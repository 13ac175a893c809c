//! # heapscope Prelude
//!
//! Convenient re-exports of the types most heap-inspection code needs. Import everything
//! with:
//!
//! ```rust
//! use heapscope::prelude::*;
//! ```

// ================================================================================================
// Core Types and Error Handling
// ================================================================================================

/// The main error type for all heapscope operations
pub use crate::Error;

/// The result type used throughout heapscope
pub use crate::Result;

// ================================================================================================
// Session
// ================================================================================================

/// Inspection context and its settings
pub use crate::session::{HeapSession, SessionConfig};

// ================================================================================================
// Target Access
// ================================================================================================

/// Collaborator traits and the in-memory snapshot backend
pub use crate::runtime::{MemoryReader, MemorySnapshot, TypeCatalog};

/// Runtime type model
pub use crate::runtime::{ElementKind, RuntimeField, RuntimeType, RuntimeTypeRc, TypeFlags};

// ================================================================================================
// Objects and Values
// ================================================================================================

/// Dynamic objects, decoded values and rendering options
pub use crate::objects::{DetailOptions, DynamicObject, SimpleValue};

/// Decoded framework values
pub use crate::decoder::{Certificate, DnsEndPoint, TimeSpan, Timestamp};

// ================================================================================================
// Deobfuscation
// ================================================================================================

/// Renaming-map lookups
pub use crate::obfuscation::{Deobfuscator, MethodLookup, TypeDeobfuscator, TypeName};

// ================================================================================================
// Derived Views
// ================================================================================================

/// Reverse reference index
pub use crate::references::ReferenceIndex;

/// Type visualizers
pub use crate::visualizers::{TypeVisualizer, TypeVisualizerRegistry, Visualization};
//! Short and detailed text rendering of heap objects.

use std::fmt;

use crate::{
    objects::{DynamicObject, NULL_ADDRESS},
    Result,
};

/// Marker rendered for objects whose type could not be resolved
pub const UNDEFINED_MARKER: &str = "#undefined";

/// Marker rendered for the null reference
pub const NULL_MARKER: &str = "{null}";

/// Controls [`DynamicObject::to_detailed_string`].
#[derive(Clone, Debug, PartialEq, Eq)]
pub struct DetailOptions {
    /// Expand value-type fields and array elements instead of rendering their short form
    pub include_interior_fields: bool,
    /// Stop expanding below this nesting depth, `None` for unbounded
    pub max_depth: Option<usize>,
    /// One level of indentation
    pub indent: &'static str,
}

impl Default for DetailOptions {
    fn default() -> Self {
        DetailOptions {
            include_interior_fields: true,
            max_depth: None,
            indent: "  ",
        }
    }
}

impl DetailOptions {
    /// Only the object's own fields, each in short form
    #[must_use]
    pub fn shallow() -> Self {
        DetailOptions {
            include_interior_fields: false,
            ..Self::default()
        }
    }

    /// Expand at most `depth` levels
    #[must_use]
    pub fn with_max_depth(mut self, depth: usize) -> Self {
        self.max_depth = Some(depth);
        self
    }
}

impl DynamicObject<'_> {
    /// Render the object and, recursively, its fields or elements, one per line.
    ///
    /// Reference-typed fields are always rendered in short form; value-type fields and array
    /// elements are expanded when [`DetailOptions::include_interior_fields`] is set. Reference
    /// cycles reachable through arrays are only bounded by [`DetailOptions::max_depth`].
    ///
    /// # Errors
    /// Returns the first read error raised while walking the object.
    pub fn to_detailed_string(&self, options: &DetailOptions) -> Result<String> {
        let mut out = String::new();
        self.write_detailed(&mut out, options.indent, 0, options)?;
        Ok(out)
    }

    fn write_detailed(
        &self,
        out: &mut String,
        indent: &str,
        depth: usize,
        options: &DetailOptions,
    ) -> Result<()> {
        out.push_str(&self.to_string());

        if self.has_simple_value() || options.max_depth.is_some_and(|max| depth >= max) {
            return Ok(());
        }

        if self.runtime_type().is_array() {
            let nested = format!("{indent}{0}{0}", options.indent);
            for index in 0..self.array_length()? {
                out.push('\n');
                out.push_str(indent);
                out.push_str(&format!("[{index}]: "));

                let element = self.index(index as i64)?;
                if options.include_interior_fields {
                    element.write_detailed(out, &nested, depth + 1, options)?;
                } else {
                    out.push_str(&element.to_string());
                }
            }
            return Ok(());
        }

        let nested = format!("{indent}{}", options.indent);
        for field in self.fields() {
            let value = self.field_by_declaration(&field)?;

            out.push('\n');
            out.push_str(indent);
            out.push_str(&self.field_display_name(&field));
            out.push_str(": ");

            if value.has_simple_value()
                || field.resolved_type().is_reference()
                || !options.include_interior_fields
            {
                out.push_str(&value.to_string());
            } else {
                value.write_detailed(out, &nested, depth + 1, options)?;
            }
        }

        Ok(())
    }

    fn write_short(&self, f: &mut fmt::Formatter<'_>) -> fmt::Result {
        write!(f, "{{{}", self.type_name())?;
        if !self.is_interior() {
            if self.address() == NULL_ADDRESS {
                write!(f, " ({NULL_MARKER})")?;
            } else {
                write!(f, " (0x{:X})", self.address())?;
            }
        }
        f.write_str("}")
    }
}

impl fmt::Display for DynamicObject<'_> {
    /// `#undefined`, the text of a simple value, or `{TypeName (0xADDRESS)}`.
    ///
    /// Interior values omit the address. A simple value that fails to decode falls back to the
    /// complex form.
    fn fmt(&self, f: &mut fmt::Formatter<'_>) -> fmt::Result {
        if self.is_undefined() {
            return f.write_str(UNDEFINED_MARKER);
        }

        if self.has_simple_value() {
            if let Ok(value) = self.value() {
                return write!(f, "{value}");
            }
        }

        self.write_short(f)
    }
}
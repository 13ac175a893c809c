use std::{io::Read, path::Path};

use anyhow::Context;
use serde::Serialize;

use crate::{app::GlobalOptions, commands::common::load_map, output::print_output};

#[derive(Debug, Serialize)]
struct StackOutput {
    frames: usize,
    callstack: String,
}

pub fn run(map: &Path, path: Option<&Path>, opts: &GlobalOptions) -> anyhow::Result<()> {
    let map = load_map(map)?;

    let input = match path {
        Some(path) => std::fs::read_to_string(path)
            .with_context(|| format!("failed to read stack trace: {}", path.display()))?,
        None => {
            let mut buffer = String::new();
            std::io::stdin()
                .read_to_string(&mut buffer)
                .context("failed to read stack trace from stdin")?;
            buffer
        }
    };

    let callstack = map.deobfuscate_callstack(&input);
    let output = StackOutput {
        frames: callstack.lines().count(),
        callstack,
    };

    print_output(&output, opts, |out| println!("{}", out.callstack))
}
use std::path::PathBuf;

use clap::{Parser, Subcommand};

/// heapscope - symbolicate output of obfuscated .NET programs with a renaming map
#[derive(Debug, Parser)]
#[command(name = "heapscope", version, about, long_about = None)]
pub struct Cli {
    #[command(flatten)]
    pub global: GlobalOptions,

    #[command(subcommand)]
    pub command: Command,
}

/// Options shared across all subcommands.
#[derive(Debug, Parser)]
pub struct GlobalOptions {
    /// Emit output as JSON instead of human-readable text.
    #[arg(long, global = true)]
    pub json: bool,

    /// Enable verbose (debug-level) logging output.
    #[arg(short, long, global = true)]
    pub verbose: bool,
}

#[derive(Debug, Subcommand)]
pub enum Command {
    /// Rewrite the obfuscated frames of a stack trace.
    Stack {
        /// Path to the renaming map (XML).
        #[arg(long, value_name = "XML")]
        map: PathBuf,

        /// File holding the stack trace; read from stdin if omitted.
        #[arg(value_name = "FILE")]
        path: Option<PathBuf>,
    },

    /// Translate an obfuscated type name, generics and arrays included, to its original.
    Type {
        /// Path to the renaming map (XML).
        #[arg(long, value_name = "XML")]
        map: PathBuf,

        /// Obfuscated type name, e.g. "List<System.Obfuscation.a>[]".
        #[arg(value_name = "NAME")]
        name: String,
    },

    /// Translate an original type name to its obfuscated form.
    Obfuscate {
        /// Path to the renaming map (XML).
        #[arg(long, value_name = "XML")]
        map: PathBuf,

        /// Original type name, e.g. "List<Shop.Order>[]".
        #[arg(value_name = "NAME")]
        name: String,
    },

    /// Summarize the renamed types of a map with their field and method counts.
    Map {
        /// Path to the renaming map (XML).
        #[arg(long, value_name = "XML")]
        map: PathBuf,

        /// Show only types whose original or obfuscated name contains this text.
        #[arg(long, value_name = "NAME")]
        r#type: Option<String>,
    },
}
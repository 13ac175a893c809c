use std::path::Path;

use serde::Serialize;

use crate::{app::GlobalOptions, commands::common::load_map, output::print_output};

#[derive(Debug, Serialize)]
struct NameOutput<'a> {
    input: &'a str,
    output: String,
    mapped: bool,
}

impl<'a> NameOutput<'a> {
    fn new(input: &'a str, output: String) -> Self {
        let mapped = output != input;
        NameOutput {
            input,
            output,
            mapped,
        }
    }
}

pub fn deobfuscate(map: &Path, name: &str, opts: &GlobalOptions) -> anyhow::Result<()> {
    let map = load_map(map)?;
    let output = NameOutput::new(name, map.deobfuscate_type(name));
    print_output(&output, opts, |out| println!("{}", out.output))
}

pub fn obfuscate(map: &Path, name: &str, opts: &GlobalOptions) -> anyhow::Result<()> {
    let map = load_map(map)?;
    let output = NameOutput::new(name, map.obfuscate_type(name));
    print_output(&output, opts, |out| println!("{}", out.output))
}
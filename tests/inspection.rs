//! End-to-end inspection of an obfuscated heap.
//!
//! The heap is laid out by hand in a [`MemorySnapshot`] the way the runtime lays out objects:
//! a type handle followed by pointer-sized field slots. Type and field names are the
//! obfuscated ones; a renaming map written to a temporary file restores the originals.

use std::{io::Write, sync::Arc};

use heapscope::{prelude::*, visualizers::SequenceView};

const POINTER: u64 = 8;

const MAP: &str = r#"<dotfuscatorMap version="1.1"><mapping>
  <module>
    <name>Shop.dll</name>
    <type>
      <name>Shop.Customer</name>
      <newname>System.Obfuscation.A</newname>
      <fieldlist>
        <field><name>name</name><newname>a</newname><signature>string</signature></field>
        <field><name>orders</name><newname>b</newname><signature>object</signature></field>
      </fieldlist>
      <methodlist>
        <method><name>PlaceOrder</name><newname>a</newname><signature>Shop.Order(int32)</signature></method>
      </methodlist>
    </type>
    <type>
      <name>Shop.Order</name>
      <newname>System.Obfuscation.B</newname>
      <fieldlist>
        <field><name>quantity</name><newname>a</newname><signature>int32</signature></field>
        <field><name>buyer</name><newname>b</newname><signature>Shop.Customer</signature></field>
      </fieldlist>
    </type>
  </module>
</mapping></dotfuscatorMap>"#;

struct Shop {
    heap: MemorySnapshot,
    customer: u64,
    orders: Vec<u64>,
    list: u64,
}

fn reference_type(id: u64, name: &str, fields: &[(&str, &RuntimeTypeRc)]) -> RuntimeTypeRc {
    let ty = Arc::new(
        RuntimeType::new(id, name)
            .with_module(r"C:\shop\bin\Shop.dll")
            .with_flags(TypeFlags::OBJECT_REFERENCE)
            .with_base_size(8 + 8 * fields.len()),
    );
    for (index, (field, field_type)) in fields.iter().enumerate() {
        ty.add_field(*field, field_type, 8 * index);
    }
    ty
}

fn shop() -> Result<Shop> {
    let int32 = Arc::new(RuntimeType::primitive(1, ElementKind::I4).with_base_size(12));
    let string = Arc::new(
        RuntimeType::new(2, "System.String")
            .with_flags(TypeFlags::STRING | TypeFlags::OBJECT_REFERENCE | TypeFlags::SEALED)
            .with_base_size(14),
    );
    let object =
        Arc::new(RuntimeType::new(3, "System.Object").with_flags(TypeFlags::OBJECT_REFERENCE));
    let objects = Arc::new(
        RuntimeType::new(4, "System.Object[]")
            .with_flags(TypeFlags::ARRAY | TypeFlags::OBJECT_REFERENCE | TypeFlags::SEALED)
            .with_component_size(8),
    );
    objects.set_component(&object);

    let customer_ty = reference_type(0x10, "System.Obfuscation.A", &[("a", &string), ("b", &object)]);
    let order_ty = reference_type(0x11, "System.Obfuscation.B", &[("a", &int32), ("b", &customer_ty)]);
    let list_ty = Arc::new(
        RuntimeType::new(0x12, "System.Collections.Generic.List<System.Obfuscation.B>")
            .with_flags(TypeFlags::OBJECT_REFERENCE)
            .with_base_size(24),
    );
    list_ty.add_field("_items", &objects, 0);
    list_ty.add_field("_size", &int32, 8);

    let mut heap = MemorySnapshot::new(POINTER as usize);
    for ty in [&int32, &string, &object, &objects, &customer_ty, &order_ty, &list_ty] {
        heap.register_type(ty);
    }

    let name = heap.alloc_object(&string, 8 + 4 + 2 * 4)?;
    heap.write(name + POINTER, &3_u32.to_le_bytes())?;
    let units: Vec<u8> = "Ada".encode_utf16().flat_map(u16::to_le_bytes).collect();
    heap.write(name + POINTER + 4, &units)?;

    let customer = heap.alloc_object(&customer_ty, customer_ty.base_size)?;
    heap.write_pointer(customer + POINTER, name)?;

    let mut orders = Vec::new();
    for quantity in [2_i32, 5] {
        let order = heap.alloc_object(&order_ty, order_ty.base_size)?;
        heap.write(order + POINTER, &quantity.to_le_bytes())?;
        heap.write_pointer(order + POINTER + 8, customer)?;
        orders.push(order);
    }

    let items = heap.alloc_object(&objects, 16 + 8 * 4)?;
    heap.write(items + POINTER, &4_u32.to_le_bytes())?;
    for (index, order) in orders.iter().enumerate() {
        heap.write_pointer(items + 16 + 8 * index as u64, *order)?;
    }

    let list = heap.alloc_object(&list_ty, list_ty.base_size)?;
    heap.write_pointer(list + POINTER, items)?;
    heap.write(list + POINTER + 8, &2_i32.to_le_bytes())?;
    heap.write_pointer(customer + POINTER + 8, list)?;

    Ok(Shop {
        heap,
        customer,
        orders,
        list,
    })
}

fn session_with_map(shop: &Shop) -> Result<HeapSession> {
    let mut file = tempfile::NamedTempFile::new()?;
    file.write_all(MAP.as_bytes())?;

    let mut session = HeapSession::new(shop.heap.clone());
    session.load_renaming_map(file.path())?;
    Ok(session)
}

#[test]
fn navigate_by_original_names() -> Result<()> {
    let shop = shop()?;
    let session = session_with_map(&shop)?;

    let customers = session.objects_of_type("Shop.Customer")?;
    assert_eq!(customers.len(), 1);
    let customer = &customers[0];
    assert_eq!(customer.address(), shop.customer);
    assert_eq!(customer.field("name")?.to::<String>()?, "Ada");

    let orders = customer.field("orders")?;
    assert_eq!(orders.type_name(), "System.Collections.Generic.List<Shop.Order>");

    let quantities: Vec<i32> = session
        .objects_of_type("shop.ord*")?
        .iter()
        .map(|order| order.field("quantity")?.to())
        .collect::<Result<_>>()?;
    assert_eq!(quantities, [2, 5]);
    Ok(())
}

#[test]
fn renaming_is_optional() -> Result<()> {
    let shop = shop()?;
    let session = HeapSession::new(shop.heap.clone());

    let customer = session.object(shop.customer);
    assert_eq!(customer.type_name(), "System.Obfuscation.A");
    assert_eq!(customer.field("a")?.to::<String>()?, "Ada");
    assert!(customer.field("name").is_err());
    assert!(session.objects_of_type("Shop.Customer")?.is_empty());
    Ok(())
}

#[test]
fn polymorphic_fields_and_rendering() -> Result<()> {
    let shop = shop()?;
    let session = session_with_map(&shop)?;
    let customer = session.object(shop.customer);

    // Declared as System.Object, resolved to the list instance
    let orders = customer.field("orders")?;
    assert_eq!(orders.address(), shop.list);

    let detailed = session
        .object(shop.orders[1])
        .to_detailed_string(&DetailOptions::default())?;
    assert_eq!(
        detailed,
        format!(
            "{{Shop.Order (0x{:X})}}\n  quantity: 5\n  buyer: {{Shop.Customer (0x{:X})}}",
            shop.orders[1], shop.customer
        )
    );
    Ok(())
}

#[test]
fn list_visualizer_through_the_session() -> Result<()> {
    let shop = shop()?;
    let session = session_with_map(&shop)?;

    let Some(Visualization::Sequence(SequenceView { count, items })) =
        session.object(shop.list).visualize()
    else {
        panic!("expected the list visualizer to apply");
    };
    assert_eq!(count, 2);
    let addresses: Vec<u64> = items.iter().map(DynamicObject::address).collect();
    assert_eq!(addresses, shop.orders);
    Ok(())
}

#[test]
fn reverse_references() -> Result<()> {
    let shop = shop()?;
    let mut session = session_with_map(&shop)?;

    let scanned: Vec<u64> = session
        .object(shop.customer)
        .referenced_by()?
        .iter()
        .map(DynamicObject::address)
        .collect();

    session.build_reference_index()?;
    let mut indexed: Vec<u64> = session
        .object(shop.customer)
        .referenced_by()?
        .iter()
        .map(DynamicObject::address)
        .collect();
    indexed.sort_unstable();

    assert_eq!(scanned, shop.orders);
    assert_eq!(indexed, shop.orders);
    Ok(())
}

#[test]
fn stack_traces() -> Result<()> {
    let shop = shop()?;
    let session = session_with_map(&shop)?;

    let trace = "   at System.Obfuscation.A.a(Int32 quantity)\n   at Shop.Program.Main()";
    assert_eq!(
        session.deobfuscate_stack(trace),
        "   at Shop.Customer.PlaceOrder(System.Int32)\n   at Shop.Program.Main()"
    );
    assert_eq!(session.obfuscate_type("Shop.Order[]"), "System.Obfuscation.B[]");
    Ok(())
}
______
WHAT YOU HAVE TO DO
Among the entries, find every line holding "TypeName" and return it.

COMPLETED TASK
pub use crate::obfuscation::{Deobfuscator, MethodLookup, TypeDeobfuscator, TypeName};
    /// `#undefined`, the text of a simple value, or `{TypeName (0xADDRESS)}`.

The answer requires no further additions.